▸ Directions for this task:
Report each line of the data that includes the word "must".

Collected data
= = = =

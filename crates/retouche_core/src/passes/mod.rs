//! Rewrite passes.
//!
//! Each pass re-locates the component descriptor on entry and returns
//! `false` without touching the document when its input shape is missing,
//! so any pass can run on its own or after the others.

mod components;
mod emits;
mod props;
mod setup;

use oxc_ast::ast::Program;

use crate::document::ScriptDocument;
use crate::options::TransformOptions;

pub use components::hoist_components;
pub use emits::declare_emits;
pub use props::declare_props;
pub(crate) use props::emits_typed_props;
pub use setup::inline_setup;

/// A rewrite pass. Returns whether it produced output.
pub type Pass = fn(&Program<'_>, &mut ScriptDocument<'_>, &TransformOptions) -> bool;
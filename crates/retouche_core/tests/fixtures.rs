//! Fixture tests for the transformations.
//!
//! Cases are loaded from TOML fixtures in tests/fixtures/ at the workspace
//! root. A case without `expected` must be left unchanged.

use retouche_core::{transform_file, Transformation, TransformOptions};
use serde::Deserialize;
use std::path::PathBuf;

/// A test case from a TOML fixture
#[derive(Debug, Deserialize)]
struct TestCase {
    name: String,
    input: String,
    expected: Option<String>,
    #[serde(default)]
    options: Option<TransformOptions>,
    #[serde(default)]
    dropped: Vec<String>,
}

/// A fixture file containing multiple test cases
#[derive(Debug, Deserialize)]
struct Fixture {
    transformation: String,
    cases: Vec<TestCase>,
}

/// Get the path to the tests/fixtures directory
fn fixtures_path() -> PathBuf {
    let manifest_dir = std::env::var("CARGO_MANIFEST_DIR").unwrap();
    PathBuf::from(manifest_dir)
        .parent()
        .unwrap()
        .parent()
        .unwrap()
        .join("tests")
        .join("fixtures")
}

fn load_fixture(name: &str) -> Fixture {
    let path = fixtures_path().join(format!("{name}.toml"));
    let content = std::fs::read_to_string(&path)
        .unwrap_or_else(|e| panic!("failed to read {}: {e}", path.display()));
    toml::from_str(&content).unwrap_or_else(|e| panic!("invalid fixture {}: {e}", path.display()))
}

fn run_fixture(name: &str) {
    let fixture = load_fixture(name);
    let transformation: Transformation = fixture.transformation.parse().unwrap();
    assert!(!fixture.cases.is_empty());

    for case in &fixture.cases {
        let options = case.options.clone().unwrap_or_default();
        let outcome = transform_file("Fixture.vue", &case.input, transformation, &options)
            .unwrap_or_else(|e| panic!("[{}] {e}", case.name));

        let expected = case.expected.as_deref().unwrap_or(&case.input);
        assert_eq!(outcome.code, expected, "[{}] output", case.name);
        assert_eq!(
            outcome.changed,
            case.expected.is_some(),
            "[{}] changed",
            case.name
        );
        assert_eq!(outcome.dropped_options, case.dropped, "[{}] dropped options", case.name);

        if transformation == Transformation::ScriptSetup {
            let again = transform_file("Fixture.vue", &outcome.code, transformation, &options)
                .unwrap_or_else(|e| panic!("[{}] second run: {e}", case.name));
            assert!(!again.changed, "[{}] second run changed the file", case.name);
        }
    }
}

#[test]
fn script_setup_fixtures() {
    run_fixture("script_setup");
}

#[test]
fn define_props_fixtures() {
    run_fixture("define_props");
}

= = = =

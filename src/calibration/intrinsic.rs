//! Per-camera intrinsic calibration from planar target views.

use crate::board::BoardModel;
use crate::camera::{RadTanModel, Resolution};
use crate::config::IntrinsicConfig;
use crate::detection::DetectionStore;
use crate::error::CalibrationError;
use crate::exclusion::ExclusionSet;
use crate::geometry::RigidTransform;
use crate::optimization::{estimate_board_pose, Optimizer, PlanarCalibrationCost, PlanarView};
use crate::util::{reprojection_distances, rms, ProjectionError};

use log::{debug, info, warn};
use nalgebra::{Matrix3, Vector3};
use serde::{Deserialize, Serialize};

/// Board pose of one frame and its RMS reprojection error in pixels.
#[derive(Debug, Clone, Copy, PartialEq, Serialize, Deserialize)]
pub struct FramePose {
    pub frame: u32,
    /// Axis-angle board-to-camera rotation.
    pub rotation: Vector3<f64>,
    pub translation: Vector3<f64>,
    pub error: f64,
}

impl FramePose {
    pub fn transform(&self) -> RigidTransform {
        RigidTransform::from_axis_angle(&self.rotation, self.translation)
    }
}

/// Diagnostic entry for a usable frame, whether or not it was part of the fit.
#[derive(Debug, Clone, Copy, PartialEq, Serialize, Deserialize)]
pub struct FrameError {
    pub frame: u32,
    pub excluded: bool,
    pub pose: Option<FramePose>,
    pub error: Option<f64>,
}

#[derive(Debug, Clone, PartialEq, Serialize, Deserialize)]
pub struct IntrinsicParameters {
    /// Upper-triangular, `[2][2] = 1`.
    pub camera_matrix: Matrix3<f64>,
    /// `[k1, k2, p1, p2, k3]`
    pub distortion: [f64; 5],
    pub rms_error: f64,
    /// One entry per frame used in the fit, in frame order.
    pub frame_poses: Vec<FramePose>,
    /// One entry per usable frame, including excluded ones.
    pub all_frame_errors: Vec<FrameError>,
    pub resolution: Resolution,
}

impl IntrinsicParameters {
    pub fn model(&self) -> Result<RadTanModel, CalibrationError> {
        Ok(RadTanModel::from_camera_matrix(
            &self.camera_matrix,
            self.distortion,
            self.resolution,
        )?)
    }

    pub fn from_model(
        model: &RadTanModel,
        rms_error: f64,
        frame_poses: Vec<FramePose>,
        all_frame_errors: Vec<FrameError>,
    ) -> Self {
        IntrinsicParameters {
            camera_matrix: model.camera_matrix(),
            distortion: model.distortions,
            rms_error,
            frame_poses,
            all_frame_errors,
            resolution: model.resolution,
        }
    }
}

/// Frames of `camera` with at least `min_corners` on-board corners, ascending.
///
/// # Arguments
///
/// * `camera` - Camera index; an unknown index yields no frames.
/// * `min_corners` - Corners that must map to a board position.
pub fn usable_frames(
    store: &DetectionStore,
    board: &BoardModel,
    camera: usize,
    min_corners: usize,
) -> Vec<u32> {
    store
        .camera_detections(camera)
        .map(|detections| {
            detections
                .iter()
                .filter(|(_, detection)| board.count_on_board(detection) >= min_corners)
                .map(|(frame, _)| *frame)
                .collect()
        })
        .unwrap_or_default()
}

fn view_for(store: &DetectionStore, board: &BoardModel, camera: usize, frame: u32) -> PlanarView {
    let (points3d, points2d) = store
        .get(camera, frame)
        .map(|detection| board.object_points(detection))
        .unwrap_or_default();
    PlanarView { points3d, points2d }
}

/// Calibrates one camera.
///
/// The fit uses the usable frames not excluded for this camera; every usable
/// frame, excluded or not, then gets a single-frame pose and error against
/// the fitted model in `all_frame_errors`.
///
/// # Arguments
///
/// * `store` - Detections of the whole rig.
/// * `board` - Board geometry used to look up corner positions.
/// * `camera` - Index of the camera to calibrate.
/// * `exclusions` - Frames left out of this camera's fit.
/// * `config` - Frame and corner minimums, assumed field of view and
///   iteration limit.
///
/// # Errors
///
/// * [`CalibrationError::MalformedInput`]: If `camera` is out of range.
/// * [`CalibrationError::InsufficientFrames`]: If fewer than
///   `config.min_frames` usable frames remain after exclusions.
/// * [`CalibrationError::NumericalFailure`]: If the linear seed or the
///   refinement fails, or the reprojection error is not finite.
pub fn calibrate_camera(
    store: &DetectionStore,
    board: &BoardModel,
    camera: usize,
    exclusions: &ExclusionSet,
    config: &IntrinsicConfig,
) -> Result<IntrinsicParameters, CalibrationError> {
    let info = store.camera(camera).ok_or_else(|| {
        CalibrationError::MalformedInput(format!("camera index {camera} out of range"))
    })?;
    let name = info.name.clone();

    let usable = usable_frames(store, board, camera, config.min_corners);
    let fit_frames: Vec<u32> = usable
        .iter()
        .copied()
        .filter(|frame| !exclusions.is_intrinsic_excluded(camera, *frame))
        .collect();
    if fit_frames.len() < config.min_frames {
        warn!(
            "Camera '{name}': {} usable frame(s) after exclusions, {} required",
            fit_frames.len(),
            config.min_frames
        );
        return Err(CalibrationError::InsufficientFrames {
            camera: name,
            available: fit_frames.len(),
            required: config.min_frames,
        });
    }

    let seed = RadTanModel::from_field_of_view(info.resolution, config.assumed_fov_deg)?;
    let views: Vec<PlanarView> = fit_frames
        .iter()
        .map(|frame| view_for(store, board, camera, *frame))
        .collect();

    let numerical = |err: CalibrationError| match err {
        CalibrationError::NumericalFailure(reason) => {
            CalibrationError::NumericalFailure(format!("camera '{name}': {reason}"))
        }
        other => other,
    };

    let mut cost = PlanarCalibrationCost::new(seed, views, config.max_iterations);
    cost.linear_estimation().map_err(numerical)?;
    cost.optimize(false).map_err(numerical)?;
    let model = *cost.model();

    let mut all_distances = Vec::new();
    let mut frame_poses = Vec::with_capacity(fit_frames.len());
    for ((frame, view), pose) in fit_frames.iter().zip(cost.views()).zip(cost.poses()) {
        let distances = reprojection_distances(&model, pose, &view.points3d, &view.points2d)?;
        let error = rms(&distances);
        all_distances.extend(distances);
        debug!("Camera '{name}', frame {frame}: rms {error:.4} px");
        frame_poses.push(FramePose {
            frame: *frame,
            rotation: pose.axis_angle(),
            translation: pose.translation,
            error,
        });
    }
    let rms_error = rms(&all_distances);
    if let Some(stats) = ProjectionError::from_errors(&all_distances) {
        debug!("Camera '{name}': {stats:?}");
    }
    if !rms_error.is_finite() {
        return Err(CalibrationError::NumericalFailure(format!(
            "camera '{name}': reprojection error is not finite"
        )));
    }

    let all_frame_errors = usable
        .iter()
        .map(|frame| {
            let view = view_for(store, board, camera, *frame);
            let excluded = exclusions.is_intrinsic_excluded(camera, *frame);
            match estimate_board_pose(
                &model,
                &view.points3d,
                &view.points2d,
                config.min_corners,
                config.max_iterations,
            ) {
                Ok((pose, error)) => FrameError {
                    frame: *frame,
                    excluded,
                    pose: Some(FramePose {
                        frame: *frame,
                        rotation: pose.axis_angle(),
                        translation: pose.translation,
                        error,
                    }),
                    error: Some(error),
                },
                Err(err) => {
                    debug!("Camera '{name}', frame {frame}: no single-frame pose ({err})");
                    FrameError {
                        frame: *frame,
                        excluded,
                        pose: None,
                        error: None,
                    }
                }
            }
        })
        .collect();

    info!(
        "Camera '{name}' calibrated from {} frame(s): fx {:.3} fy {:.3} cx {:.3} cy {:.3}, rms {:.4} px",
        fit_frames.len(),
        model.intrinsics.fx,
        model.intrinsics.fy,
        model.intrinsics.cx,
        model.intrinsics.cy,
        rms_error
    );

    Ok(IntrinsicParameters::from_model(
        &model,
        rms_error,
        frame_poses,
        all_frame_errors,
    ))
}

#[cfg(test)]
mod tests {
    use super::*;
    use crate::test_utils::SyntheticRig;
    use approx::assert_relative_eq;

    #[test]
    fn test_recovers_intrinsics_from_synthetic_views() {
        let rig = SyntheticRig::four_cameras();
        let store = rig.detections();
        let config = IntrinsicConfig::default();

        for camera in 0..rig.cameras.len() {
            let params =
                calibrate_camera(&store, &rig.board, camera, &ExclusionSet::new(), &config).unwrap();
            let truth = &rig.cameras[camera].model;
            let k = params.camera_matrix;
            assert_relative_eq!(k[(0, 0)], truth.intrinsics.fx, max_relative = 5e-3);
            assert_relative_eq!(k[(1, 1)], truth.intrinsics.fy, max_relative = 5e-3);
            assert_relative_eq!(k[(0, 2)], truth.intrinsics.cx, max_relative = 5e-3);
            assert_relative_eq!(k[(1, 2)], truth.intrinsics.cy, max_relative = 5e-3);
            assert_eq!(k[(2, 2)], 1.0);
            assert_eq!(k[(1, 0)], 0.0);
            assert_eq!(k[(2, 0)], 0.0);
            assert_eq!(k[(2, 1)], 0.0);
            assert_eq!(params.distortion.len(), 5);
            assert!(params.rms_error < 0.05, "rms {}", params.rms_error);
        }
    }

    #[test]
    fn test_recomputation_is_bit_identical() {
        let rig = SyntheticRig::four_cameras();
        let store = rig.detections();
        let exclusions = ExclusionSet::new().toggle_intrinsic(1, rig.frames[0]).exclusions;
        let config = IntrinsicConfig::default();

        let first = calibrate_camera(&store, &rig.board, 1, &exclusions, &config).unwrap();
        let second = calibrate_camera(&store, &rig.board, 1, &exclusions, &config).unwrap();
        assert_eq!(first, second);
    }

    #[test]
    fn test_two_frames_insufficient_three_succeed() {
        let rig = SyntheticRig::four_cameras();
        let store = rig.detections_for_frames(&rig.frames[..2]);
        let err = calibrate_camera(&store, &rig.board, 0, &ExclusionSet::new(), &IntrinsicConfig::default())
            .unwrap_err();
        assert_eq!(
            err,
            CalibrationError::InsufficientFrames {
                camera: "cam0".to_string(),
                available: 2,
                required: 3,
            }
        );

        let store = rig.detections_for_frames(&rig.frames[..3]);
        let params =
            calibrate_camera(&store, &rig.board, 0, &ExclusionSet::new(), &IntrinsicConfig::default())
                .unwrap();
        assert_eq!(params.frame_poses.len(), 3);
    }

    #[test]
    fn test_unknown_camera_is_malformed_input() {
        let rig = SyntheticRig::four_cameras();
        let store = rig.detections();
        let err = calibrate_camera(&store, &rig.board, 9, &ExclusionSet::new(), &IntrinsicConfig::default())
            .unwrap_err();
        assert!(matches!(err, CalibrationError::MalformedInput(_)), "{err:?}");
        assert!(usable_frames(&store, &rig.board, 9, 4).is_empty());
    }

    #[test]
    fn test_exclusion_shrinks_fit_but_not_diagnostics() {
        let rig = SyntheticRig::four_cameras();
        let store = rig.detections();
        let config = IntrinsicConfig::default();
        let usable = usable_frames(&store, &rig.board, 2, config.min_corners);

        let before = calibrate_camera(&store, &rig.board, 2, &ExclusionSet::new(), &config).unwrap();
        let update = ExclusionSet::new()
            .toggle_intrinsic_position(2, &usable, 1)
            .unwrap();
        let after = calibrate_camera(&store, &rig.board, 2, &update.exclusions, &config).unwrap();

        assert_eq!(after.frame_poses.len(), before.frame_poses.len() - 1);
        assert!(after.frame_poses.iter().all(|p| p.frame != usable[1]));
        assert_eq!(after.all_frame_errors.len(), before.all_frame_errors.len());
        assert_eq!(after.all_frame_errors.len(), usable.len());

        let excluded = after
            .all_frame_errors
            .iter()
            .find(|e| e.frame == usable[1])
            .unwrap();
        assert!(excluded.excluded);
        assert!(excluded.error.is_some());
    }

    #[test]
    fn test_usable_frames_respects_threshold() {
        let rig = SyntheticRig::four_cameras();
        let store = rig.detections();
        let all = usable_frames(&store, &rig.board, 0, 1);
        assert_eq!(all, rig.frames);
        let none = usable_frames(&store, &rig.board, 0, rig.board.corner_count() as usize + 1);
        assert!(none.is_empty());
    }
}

= = = =

▸ Exercise output:
//! root. A case without `expected` must be left unchanged.
/// * `min_corners` - Corners that must map to a board position.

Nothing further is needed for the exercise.